▸ **What you need to do**
Select and reproduce each line of the listing below that bears the string "host".

▸ **Data supplied**
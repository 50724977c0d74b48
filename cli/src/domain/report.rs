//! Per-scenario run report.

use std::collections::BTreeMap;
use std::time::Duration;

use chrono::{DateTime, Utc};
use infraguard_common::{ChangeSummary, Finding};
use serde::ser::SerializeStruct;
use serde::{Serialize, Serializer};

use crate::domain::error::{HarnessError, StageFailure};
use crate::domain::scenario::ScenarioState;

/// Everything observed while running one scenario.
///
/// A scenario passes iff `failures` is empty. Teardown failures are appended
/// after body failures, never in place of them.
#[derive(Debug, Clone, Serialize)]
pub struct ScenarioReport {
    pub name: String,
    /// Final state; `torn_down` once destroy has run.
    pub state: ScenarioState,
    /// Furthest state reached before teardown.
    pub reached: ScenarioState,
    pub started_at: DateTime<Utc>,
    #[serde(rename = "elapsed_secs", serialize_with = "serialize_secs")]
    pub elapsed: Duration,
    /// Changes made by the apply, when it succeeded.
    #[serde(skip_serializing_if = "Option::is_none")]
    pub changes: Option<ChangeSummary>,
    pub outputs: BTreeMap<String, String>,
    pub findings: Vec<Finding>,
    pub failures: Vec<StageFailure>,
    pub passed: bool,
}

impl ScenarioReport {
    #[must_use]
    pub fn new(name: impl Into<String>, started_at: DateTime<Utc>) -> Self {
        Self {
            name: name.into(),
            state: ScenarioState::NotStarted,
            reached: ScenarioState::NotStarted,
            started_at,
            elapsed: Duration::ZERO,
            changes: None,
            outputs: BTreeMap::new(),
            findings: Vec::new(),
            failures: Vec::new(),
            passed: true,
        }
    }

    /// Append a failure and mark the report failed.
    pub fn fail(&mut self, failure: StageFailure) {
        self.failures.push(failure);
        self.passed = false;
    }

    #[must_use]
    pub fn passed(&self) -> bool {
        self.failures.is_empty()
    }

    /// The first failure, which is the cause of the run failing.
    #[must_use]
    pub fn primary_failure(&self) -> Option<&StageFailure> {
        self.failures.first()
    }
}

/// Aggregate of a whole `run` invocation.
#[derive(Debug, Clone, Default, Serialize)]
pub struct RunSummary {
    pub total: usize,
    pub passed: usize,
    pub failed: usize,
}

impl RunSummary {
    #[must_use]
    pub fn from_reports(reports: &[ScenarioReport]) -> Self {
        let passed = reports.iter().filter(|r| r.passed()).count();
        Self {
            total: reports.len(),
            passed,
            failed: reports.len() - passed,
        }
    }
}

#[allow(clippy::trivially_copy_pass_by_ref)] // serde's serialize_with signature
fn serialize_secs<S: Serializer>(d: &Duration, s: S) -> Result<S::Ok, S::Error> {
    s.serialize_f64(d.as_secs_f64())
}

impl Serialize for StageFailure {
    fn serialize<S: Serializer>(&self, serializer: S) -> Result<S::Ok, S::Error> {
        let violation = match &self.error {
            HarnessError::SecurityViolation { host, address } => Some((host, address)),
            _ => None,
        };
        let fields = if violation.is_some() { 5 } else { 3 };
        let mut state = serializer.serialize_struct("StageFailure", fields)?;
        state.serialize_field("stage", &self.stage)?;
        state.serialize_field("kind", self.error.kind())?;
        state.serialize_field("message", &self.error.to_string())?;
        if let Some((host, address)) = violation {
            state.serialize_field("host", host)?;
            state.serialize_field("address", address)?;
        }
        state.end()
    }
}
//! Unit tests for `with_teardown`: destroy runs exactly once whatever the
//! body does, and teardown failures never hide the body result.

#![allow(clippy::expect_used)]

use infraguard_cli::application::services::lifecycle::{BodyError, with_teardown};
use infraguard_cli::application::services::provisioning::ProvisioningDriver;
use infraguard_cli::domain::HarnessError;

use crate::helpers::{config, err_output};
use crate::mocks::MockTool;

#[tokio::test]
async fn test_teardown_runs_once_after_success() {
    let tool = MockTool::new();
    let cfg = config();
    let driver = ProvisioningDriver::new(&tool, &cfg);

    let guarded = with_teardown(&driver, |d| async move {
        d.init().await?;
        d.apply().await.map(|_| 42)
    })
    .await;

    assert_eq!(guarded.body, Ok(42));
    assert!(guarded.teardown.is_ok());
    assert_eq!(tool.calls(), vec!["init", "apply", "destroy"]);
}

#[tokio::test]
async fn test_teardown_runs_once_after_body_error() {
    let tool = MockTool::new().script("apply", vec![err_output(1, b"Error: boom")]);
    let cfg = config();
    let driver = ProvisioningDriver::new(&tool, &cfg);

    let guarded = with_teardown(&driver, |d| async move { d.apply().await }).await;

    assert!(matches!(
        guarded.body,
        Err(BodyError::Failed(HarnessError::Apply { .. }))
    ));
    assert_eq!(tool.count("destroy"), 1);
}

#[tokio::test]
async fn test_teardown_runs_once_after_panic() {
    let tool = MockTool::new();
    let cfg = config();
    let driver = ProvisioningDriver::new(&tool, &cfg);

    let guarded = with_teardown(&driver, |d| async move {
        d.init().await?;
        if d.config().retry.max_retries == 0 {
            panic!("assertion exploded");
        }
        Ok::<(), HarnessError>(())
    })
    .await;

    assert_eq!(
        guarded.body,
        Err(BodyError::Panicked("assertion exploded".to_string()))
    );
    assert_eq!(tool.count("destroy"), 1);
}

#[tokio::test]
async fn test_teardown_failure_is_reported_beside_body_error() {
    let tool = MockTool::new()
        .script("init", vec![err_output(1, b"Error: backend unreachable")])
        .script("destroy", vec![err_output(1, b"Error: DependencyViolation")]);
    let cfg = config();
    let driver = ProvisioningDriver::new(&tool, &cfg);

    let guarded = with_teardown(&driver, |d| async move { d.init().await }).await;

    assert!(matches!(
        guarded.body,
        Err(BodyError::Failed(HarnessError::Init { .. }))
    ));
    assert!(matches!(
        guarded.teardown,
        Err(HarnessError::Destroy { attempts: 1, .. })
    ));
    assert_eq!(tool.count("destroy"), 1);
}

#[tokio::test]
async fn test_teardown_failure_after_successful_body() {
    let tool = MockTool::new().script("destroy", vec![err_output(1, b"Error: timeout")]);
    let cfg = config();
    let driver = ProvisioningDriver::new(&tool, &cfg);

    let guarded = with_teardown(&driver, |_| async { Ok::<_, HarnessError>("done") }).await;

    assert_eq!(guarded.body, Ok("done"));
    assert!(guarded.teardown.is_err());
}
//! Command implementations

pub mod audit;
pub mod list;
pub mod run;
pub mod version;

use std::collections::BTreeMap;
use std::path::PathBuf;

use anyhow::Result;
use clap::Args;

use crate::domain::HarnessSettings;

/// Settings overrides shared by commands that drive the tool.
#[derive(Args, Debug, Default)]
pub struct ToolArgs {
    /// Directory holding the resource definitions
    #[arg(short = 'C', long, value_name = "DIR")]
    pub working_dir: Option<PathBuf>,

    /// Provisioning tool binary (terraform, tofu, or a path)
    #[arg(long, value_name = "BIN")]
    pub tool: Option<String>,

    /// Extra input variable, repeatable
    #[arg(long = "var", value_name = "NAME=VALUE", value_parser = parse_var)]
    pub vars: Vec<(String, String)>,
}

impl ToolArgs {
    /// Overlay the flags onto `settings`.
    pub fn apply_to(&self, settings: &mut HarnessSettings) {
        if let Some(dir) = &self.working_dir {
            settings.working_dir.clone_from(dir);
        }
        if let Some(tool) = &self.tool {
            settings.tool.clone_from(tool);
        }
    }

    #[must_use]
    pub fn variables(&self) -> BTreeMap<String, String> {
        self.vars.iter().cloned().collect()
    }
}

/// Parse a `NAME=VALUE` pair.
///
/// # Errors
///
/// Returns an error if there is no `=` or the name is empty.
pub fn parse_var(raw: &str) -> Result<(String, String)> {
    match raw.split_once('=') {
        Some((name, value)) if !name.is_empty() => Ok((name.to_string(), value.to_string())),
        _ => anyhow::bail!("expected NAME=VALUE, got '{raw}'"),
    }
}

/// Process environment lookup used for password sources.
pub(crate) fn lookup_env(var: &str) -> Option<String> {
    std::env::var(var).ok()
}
...
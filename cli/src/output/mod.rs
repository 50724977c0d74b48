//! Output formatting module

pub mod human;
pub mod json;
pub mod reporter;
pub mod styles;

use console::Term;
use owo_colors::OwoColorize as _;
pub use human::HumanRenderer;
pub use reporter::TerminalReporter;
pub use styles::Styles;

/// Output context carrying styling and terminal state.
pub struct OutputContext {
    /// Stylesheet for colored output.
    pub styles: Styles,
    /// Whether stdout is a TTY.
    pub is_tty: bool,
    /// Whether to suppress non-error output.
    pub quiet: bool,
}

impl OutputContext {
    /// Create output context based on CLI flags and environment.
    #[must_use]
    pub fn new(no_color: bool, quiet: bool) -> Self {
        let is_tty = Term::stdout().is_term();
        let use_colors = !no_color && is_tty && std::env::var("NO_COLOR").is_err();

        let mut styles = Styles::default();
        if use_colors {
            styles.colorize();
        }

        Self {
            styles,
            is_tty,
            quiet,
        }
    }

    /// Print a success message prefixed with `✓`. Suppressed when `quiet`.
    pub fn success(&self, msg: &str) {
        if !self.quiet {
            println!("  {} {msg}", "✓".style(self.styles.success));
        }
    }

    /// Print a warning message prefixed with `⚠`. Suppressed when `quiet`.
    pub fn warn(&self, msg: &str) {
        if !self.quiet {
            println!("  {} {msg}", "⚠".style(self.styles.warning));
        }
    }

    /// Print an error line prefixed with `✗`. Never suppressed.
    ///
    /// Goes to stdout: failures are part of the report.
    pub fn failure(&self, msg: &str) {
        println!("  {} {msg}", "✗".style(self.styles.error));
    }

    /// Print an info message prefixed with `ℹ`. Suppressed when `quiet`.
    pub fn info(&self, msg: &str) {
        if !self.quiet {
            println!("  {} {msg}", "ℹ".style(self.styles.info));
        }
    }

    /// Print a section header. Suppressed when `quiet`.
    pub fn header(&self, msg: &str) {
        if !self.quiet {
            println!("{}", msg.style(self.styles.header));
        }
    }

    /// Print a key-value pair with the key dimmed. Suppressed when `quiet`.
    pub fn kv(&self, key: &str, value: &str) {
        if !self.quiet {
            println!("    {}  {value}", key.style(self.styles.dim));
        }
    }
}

▸ **Exercise answer**
            HarnessError::SecurityViolation { host, address } => Some((host, address)),
        if let Some((host, address)) = violation {
            state.serialize_field("host", host)?;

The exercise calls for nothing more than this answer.